Hodan Omaar: Can you explain how MD4SG got started and what sorts of problems you work on?

Rediet Abebe: Mechanism Design for Social Good is an initiative I co-founded and have been co-organizing since 2016. This initiative started as a small reading group (co-led with Kira Goldner) primarily consisting of graduate students in theoretical computer science, economics, and operations research, that were looking to learn from one another and identify opportunities where we may be able to help improve societal welfare. Since then — along with my co-organizers Wanyi Li, Irene Lo, Francisco Marmolejo, and Ana-Andreea Stoica — we have been able to grow MD4SG into a multi-institutional, multi-stakeholder, multi-disciplinary initiative with active participants from over 100 institutions in over 30 countries. We have several domain-specific working groups that work towards research, implementation, and advocacy projects in areas such as poverty and inequality; housing and homelessness; bias, discrimination, and fariness; environment and the climate; and addressing challenges in emerging nations or under-resourced settings. 

One example of my own research that came out of an early MD4SG meeting on eviction and housing instability, explores the role of income shocks in starting or deepening poverty cycles. We know from a lot of empirical work that uni-dimensional measurements, such as income or wealth, are insufficient measures of welfare because they do not factor in other measures that matter, such as how frequently an individual experiences shocks or how much access they have to resources that can help them absorb these shocks. In our paper, my research team and I identified a stylized model of welfare, incorporating not just people’s income and wealth but also their experiences with income shocks. Using this, we were able to ask questions around how to best allocate subsidies that support families that may experience eviction and found surprising results with deeper policy implications. 

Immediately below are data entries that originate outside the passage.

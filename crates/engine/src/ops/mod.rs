use std::{
    collections::HashMap,
    fmt,
    sync::{Arc, Mutex, PoisonError},
};

use sea_orm::DatabaseConnection;
use uuid::Uuid;

use crate::{
    Aggregator, Categorizer, EngineError, ResultEngine,
    notifier::{LogNotifier, Notifier},
};

mod items;
mod rules;
mod sync;

pub use items::LinkedItem;
pub use rules::{ExecutionOutcome, RuleEvaluation};
pub use sync::BackgroundSync;

/// Run a block inside a DB transaction, committing on success and rolling back on error.
macro_rules! with_tx {
    ($self:expr, |$tx:ident| $body:expr) => {{
        let $tx = $self.database.begin().await?;
        let result: $crate::ResultEngine<_> = async { $body }.await;
        match result {
            Ok(value) => {
                $tx.commit().await?;
                Ok(value)
            }
            Err(err) => {
                if let Err(rollback) = $tx.rollback().await {
                    tracing::warn!(error = %rollback, "rollback failed");
                }
                Err(err)
            }
        }
    }};
}

pub(crate) use with_tx;

/// Serialises syncs of the same item inside this process.
#[derive(Debug, Default)]
struct ItemLocks {
    locks: Mutex<HashMap<Uuid, Arc<tokio::sync::Mutex<()>>>>,
}

impl ItemLocks {
    fn for_item(&self, item_id: Uuid) -> Arc<tokio::sync::Mutex<()>> {
        let mut locks = self.locks.lock().unwrap_or_else(PoisonError::into_inner);
        Arc::clone(locks.entry(item_id).or_default())
    }
}

/// The sync and rule pipeline.
///
/// Cheap to clone: clones share the database pool, the collaborators and the
/// per-item sync locks.
#[derive(Clone)]
pub struct Engine {
    database: DatabaseConnection,
    aggregator: Arc<dyn Aggregator>,
    categorizer: Categorizer,
    notifier: Arc<dyn Notifier>,
    item_locks: Arc<ItemLocks>,
}

impl fmt::Debug for Engine {
    fn fmt(&self, f: &mut fmt::Formatter<'_>) -> fmt::Result {
        f.debug_struct("Engine")
            .field("database", &self.database)
            .field("categorizer", &self.categorizer)
            .finish_non_exhaustive()
    }
}

impl Engine {
    /// Return a builder for `Engine`. Help to build the struct.
    pub fn builder() -> EngineBuilder {
        EngineBuilder::default()
    }

    pub fn categorizer(&self) -> &Categorizer {
        &self.categorizer
    }
}

/// The builder for `Engine`
#[derive(Default)]
pub struct EngineBuilder {
    database: DatabaseConnection,
    aggregator: Option<Arc<dyn Aggregator>>,
    categorizer: Categorizer,
    notifier: Option<Arc<dyn Notifier>>,
}

impl EngineBuilder {
    /// Pass the required database
    pub fn database(mut self, db: DatabaseConnection) -> EngineBuilder {
        self.database = db;
        self
    }

    /// Pass the required aggregator client
    pub fn aggregator(mut self, aggregator: Arc<dyn Aggregator>) -> EngineBuilder {
        self.aggregator = Some(aggregator);
        self
    }

    /// Defaults to a categorizer without classifier (keyword fallback only).
    pub fn categorizer(mut self, categorizer: Categorizer) -> EngineBuilder {
        self.categorizer = categorizer;
        self
    }

    /// Defaults to [`LogNotifier`].
    pub fn notifier(mut self, notifier: Arc<dyn Notifier>) -> EngineBuilder {
        self.notifier = Some(notifier);
        self
    }

    /// Construct `Engine`
    pub async fn build(self) -> ResultEngine<Engine> {
        let aggregator = self
            .aggregator
            .ok_or_else(|| EngineError::InvalidConfig("an aggregator is required".to_string()))?;
        Ok(Engine {
            database: self.database,
            aggregator,
            categorizer: self.categorizer,
            notifier: self.notifier.unwrap_or_else(|| Arc::new(LogNotifier)),
            item_locks: Arc::default(),
        })
    }
}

For instance, we found that the objective function we choose, the type of subsidy, and the information we take into account can matter significantly. As one example, the optimal allocation under a model that allocates income subsidies which supplement people’s income compared to the optimal allocation under a model that allocates wealth subsidies which give a one-time upfront subsidy, can target very different groups of people. These results have deep implications on how we understand low-income housing allocation support. Indeed, it argues that it not only suffices to think about what resources we are providing but also how we encode which types of income and shock profiles we prioritize and what interventions we are considering. 

Omaar: In a recent paper you explain that computational research has valuable roles to play in addressing social problems. Can you explain what these roles are?

Abebe: Meaningful advancement toward social change is always the work of many hands, but in that paper we describe four potential roles through which computing work can help us understand and address social problems.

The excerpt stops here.